* Task to complete
Look through the records below, count the lines with the word "ENTITY", and reply with only the number.

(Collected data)
● ● ● ● ● ● ●

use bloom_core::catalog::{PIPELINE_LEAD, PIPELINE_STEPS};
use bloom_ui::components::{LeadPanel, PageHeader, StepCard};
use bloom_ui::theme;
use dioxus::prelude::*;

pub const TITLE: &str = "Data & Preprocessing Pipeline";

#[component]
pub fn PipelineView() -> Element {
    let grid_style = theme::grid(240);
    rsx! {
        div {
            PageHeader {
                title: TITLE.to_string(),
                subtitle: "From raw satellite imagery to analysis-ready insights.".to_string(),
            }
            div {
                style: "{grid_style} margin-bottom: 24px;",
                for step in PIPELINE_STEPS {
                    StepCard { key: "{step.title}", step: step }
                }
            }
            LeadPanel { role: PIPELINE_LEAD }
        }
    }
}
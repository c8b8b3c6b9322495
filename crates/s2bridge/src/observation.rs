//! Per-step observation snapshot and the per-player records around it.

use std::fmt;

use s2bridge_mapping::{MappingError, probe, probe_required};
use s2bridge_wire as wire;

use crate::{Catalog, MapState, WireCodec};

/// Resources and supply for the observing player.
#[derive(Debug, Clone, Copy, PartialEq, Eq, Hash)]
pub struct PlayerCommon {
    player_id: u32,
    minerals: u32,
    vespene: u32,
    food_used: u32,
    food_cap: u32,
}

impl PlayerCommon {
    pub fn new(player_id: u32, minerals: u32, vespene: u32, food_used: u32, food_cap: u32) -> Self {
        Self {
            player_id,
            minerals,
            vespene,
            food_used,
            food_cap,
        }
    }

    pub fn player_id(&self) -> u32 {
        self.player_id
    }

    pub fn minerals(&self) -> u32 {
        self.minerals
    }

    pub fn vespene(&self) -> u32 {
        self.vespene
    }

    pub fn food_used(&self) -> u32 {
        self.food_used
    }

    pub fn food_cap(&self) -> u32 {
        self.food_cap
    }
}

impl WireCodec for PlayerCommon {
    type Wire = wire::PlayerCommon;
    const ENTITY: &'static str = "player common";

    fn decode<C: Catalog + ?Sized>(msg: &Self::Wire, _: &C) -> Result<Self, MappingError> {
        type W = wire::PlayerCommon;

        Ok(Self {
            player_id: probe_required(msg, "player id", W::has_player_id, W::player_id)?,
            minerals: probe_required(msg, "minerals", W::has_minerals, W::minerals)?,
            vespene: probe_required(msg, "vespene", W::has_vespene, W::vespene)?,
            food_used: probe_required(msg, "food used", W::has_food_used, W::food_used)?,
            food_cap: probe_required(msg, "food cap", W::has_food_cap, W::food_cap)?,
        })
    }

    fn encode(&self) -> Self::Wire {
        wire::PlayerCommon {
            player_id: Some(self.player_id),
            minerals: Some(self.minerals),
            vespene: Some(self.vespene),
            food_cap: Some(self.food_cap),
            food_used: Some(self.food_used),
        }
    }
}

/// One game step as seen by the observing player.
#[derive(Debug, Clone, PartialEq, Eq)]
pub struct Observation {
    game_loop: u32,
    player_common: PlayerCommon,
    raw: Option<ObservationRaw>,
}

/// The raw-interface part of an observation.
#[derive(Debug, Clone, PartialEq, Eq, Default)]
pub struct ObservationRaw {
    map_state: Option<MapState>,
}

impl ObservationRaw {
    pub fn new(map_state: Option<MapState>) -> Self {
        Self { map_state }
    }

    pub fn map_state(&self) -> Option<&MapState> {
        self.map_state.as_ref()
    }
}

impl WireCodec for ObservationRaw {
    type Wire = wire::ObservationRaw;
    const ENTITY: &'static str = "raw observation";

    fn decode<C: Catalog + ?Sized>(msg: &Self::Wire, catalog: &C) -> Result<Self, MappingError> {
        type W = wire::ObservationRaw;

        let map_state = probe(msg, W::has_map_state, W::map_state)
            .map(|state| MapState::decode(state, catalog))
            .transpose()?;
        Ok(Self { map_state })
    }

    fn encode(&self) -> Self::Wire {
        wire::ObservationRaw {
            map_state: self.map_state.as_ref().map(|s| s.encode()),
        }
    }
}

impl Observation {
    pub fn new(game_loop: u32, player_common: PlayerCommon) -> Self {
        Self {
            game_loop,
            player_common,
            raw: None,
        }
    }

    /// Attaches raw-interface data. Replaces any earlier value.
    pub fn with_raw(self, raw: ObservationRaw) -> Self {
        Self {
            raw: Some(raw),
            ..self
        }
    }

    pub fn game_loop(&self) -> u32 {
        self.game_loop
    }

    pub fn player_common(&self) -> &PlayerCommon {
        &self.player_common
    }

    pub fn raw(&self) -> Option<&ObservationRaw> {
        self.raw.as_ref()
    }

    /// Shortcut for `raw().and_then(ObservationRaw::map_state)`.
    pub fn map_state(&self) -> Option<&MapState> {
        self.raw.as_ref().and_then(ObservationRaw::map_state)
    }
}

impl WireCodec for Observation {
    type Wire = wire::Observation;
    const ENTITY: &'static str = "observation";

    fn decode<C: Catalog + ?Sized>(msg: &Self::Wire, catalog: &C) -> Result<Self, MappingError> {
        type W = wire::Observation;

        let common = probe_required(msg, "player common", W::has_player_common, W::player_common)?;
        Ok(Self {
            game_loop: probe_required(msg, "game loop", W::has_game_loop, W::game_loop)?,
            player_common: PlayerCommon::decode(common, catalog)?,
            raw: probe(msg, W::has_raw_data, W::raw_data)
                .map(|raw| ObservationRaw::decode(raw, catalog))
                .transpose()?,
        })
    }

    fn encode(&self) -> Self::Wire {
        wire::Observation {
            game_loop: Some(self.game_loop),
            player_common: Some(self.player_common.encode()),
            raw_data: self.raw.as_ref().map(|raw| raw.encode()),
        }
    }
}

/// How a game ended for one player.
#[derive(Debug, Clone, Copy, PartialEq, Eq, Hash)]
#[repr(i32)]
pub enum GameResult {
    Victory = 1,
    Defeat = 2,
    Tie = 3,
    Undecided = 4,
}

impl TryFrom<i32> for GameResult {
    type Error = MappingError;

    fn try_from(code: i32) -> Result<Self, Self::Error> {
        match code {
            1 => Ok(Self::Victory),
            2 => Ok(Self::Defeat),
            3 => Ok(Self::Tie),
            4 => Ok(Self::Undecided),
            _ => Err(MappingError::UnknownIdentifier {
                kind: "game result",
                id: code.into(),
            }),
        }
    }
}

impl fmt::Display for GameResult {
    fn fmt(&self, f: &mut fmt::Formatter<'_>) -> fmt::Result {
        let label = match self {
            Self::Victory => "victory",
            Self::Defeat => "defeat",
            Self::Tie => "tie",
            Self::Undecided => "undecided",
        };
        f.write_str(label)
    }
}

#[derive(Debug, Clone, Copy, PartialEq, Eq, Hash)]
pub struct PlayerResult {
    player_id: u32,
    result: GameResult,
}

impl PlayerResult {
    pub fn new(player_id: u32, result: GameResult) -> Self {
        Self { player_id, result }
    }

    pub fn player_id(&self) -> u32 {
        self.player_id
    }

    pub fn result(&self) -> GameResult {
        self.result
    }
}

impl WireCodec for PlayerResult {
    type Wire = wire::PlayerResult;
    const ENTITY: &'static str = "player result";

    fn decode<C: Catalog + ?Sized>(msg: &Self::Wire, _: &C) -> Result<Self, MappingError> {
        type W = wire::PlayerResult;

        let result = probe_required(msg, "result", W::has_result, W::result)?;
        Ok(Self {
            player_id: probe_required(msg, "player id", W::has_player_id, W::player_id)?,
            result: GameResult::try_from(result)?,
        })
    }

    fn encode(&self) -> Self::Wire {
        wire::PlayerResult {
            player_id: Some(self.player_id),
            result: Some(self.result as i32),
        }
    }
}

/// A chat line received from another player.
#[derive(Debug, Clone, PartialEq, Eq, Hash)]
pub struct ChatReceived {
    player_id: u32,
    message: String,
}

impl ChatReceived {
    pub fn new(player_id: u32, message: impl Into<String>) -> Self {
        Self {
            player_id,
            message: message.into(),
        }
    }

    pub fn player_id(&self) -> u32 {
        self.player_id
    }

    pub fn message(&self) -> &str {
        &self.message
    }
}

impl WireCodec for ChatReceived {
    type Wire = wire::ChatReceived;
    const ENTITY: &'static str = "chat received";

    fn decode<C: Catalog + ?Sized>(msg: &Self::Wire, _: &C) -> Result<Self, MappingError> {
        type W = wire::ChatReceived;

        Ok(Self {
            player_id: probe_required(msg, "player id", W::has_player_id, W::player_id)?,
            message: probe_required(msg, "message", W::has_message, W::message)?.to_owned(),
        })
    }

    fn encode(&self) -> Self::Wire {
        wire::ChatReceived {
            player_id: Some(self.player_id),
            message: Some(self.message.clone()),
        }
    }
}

● ● ● ● ● ● ●

* Task answer
5